Voici un bon article qui critique la forte tendance à s’égarer dans le thème de la consommation (responsable, équitable, éthique, consomm’action...), alors que l’écologie appelle plutôt à contrôler et refondre complètement la production.
Gouvernements et capitalistes préfèrent nous voir faire des « concours » individuels de ceux qui consomment « le mieux », de celles qui consomment « le moins », plutôt que nous voir collectivement arrêter le capitalisme et décider ensemble de ce qui doit être produit, comment, avec quoi, où et par qui.
Après l’urgence d’augmenter le pouvoir d’achat (par augmentation des revenus et/ou diminution des coûts des biens et services) pour que chacun.e puisse vivre dignement, il faut s’interroger sur l’économie elle-même. Au lieu d’une économie capitaliste dirigée et possédée autoritairement par les riches et puissants à leur profit, créons plutôt des systèmes de production et de distribution solidaires et justes dirigés démocratiquement par les peuples pour leur intérêt et qui respectent la nature et le climat.
L’écologie est d’abord une question sociale, économique et politique.

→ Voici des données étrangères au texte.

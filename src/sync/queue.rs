use std::ffi::c_void;
use std::ptr;

use super::{Completion, PollBudget};
use crate::context::NativeContext;
use crate::ffi::*;

unsafe extern "C" fn on_work_done(status: u32, userdata1: *mut c_void, _userdata2: *mut c_void) {
    Completion::complete(userdata1, status);
}

unsafe extern "C" fn on_mapped(
    status: u32,
    message: WGPUStringView,
    userdata1: *mut c_void,
    _userdata2: *mut c_void,
) {
    if status != map_async_status::Success {
        log::debug!(
            "buffer map failed (status {status}): {}",
            String::from_utf8_lossy(message.as_bytes())
        );
    }
    Completion::complete(userdata1, status);
}

impl NativeContext {
    /// Waits for all work submitted to `queue` so far and returns the native
    /// status, or 0 for a null handle.
    pub fn queue_work_done(&self, instance: WGPUInstance, queue: WGPUQueue) -> u32 {
        if instance.is_null() || queue.is_null() {
            return 0;
        }
        let on_done = self
            .procs()
            .queue_on_submitted_work_done
            .required(self.resolver());
        let done = Completion::<u32>::new();
        let info = WGPUQueueWorkDoneCallbackInfo::process_events(on_work_done, done.userdata());
        unsafe { on_done(queue, info) };
        self.pump_events(instance, PollBudget::Unbounded, || done.take())
            .unwrap_or(0)
    }

    fn map_buffer(
        &self,
        instance: WGPUInstance,
        buffer: WGPUBuffer,
        mode: WGPUFlags,
        offset: usize,
        size: usize,
    ) -> bool {
        let map = self.procs().buffer_map_async.required(self.resolver());
        let done = Completion::<u32>::new();
        let info = WGPUBufferMapCallbackInfo::process_events(on_mapped, done.userdata());
        unsafe { map(buffer, mode, offset, size, info) };
        self.pump_events(instance, PollBudget::Unbounded, || done.take())
            == Ok(map_async_status::Success)
    }

    fn unmap(&self, buffer: WGPUBuffer) {
        let unmap = self.procs().buffer_unmap.required(self.resolver());
        unsafe { unmap(buffer) }
    }

    /// Maps `size` bytes at `offset` for reading, copies them into the front
    /// of `out`, and unmaps. False if `out` is shorter than `size` or the map
    /// fails.
    pub fn buffer_map_read(
        &self,
        instance: WGPUInstance,
        buffer: WGPUBuffer,
        offset: usize,
        size: usize,
        out: &mut [u8],
    ) -> bool {
        if instance.is_null() || buffer.is_null() || size > out.len() {
            return false;
        }
        if !self.map_buffer(instance, buffer, map_mode::Read, offset, size) {
            return false;
        }
        let range = self
            .procs()
            .buffer_get_const_mapped_range
            .required(self.resolver());
        let mapped = unsafe { range(buffer, offset, size) } as *const u8;
        let copied = !mapped.is_null();
        if copied {
            unsafe { ptr::copy_nonoverlapping(mapped, out.as_mut_ptr(), size) };
        }
        self.unmap(buffer);
        copied
    }

    /// Maps `data.len()` bytes at `offset` for writing, copies `data` in, and
    /// unmaps.
    pub fn buffer_map_write(
        &self,
        instance: WGPUInstance,
        buffer: WGPUBuffer,
        offset: usize,
        data: &[u8],
    ) -> bool {
        if instance.is_null() || buffer.is_null() {
            return false;
        }
        let size = data.len();
        if !self.map_buffer(instance, buffer, map_mode::Write, offset, size) {
            return false;
        }
        let range = self.procs().buffer_get_mapped_range.required(self.resolver());
        let mapped = unsafe { range(buffer, offset, size) } as *mut u8;
        let copied = !mapped.is_null();
        if copied {
            unsafe { ptr::copy_nonoverlapping(data.as_ptr(), mapped, size) };
        }
        self.unmap(buffer);
        copied
    }
}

L’écologie de la carte bleue
Quand la jeunesse s’engage en écologie, quelques singes savants croient bon de faire remarquer que les jeunes feraient bien de commencer par « moins consommer », « s’acheter moins de vêtements » ou « jeter leur smartphone » avant de prétendre donner des leçons aux gouvernants.
Cette même sagesse demi-habile s’oppose à toute élucubration anti-capitaliste en écologie en rétorquant systématiquement : « c’est bien beau de critiquer le capitalisme, jeune fille, mais nous sommes tous responsables dans cette société consumériste ! si on n’avait pas trois télés et quatre ordinateurs par foyer, on pourrait critiquer le système ! »
On retrouve jusqu’au cœur des mouvements écologistes cette auto-flagellation militante sur le thème de la « consommation », de la « surconsommation », voire de « l’hyperconsommation ». Agir sur la consommation apparaît à nombre d’individus et d’organisations comme une solution simple et à portée de main, et donc comme un objectif politique intéressant : on fait donc des die-in dans les centres commerciaux, on bloque les McDo, on appelle au boycott ou à une consommation « bio et équitable ».
Tentons une idée provocante : et si le consommateur, en réalité, n’y était pour rien, ou pour pas grand chose dans la terrible situation que nous vivons ? Et si le consommateur n’était pas lui-même « produit », ou inventé ? Et s’il fallait parler de « surproduction » plutôt que de « surconsommation », et rayer pour toujours ce mot de notre vocabulaire politique ? Et s’il fallait cesser d’agir en consommateur pour agir vraiment ?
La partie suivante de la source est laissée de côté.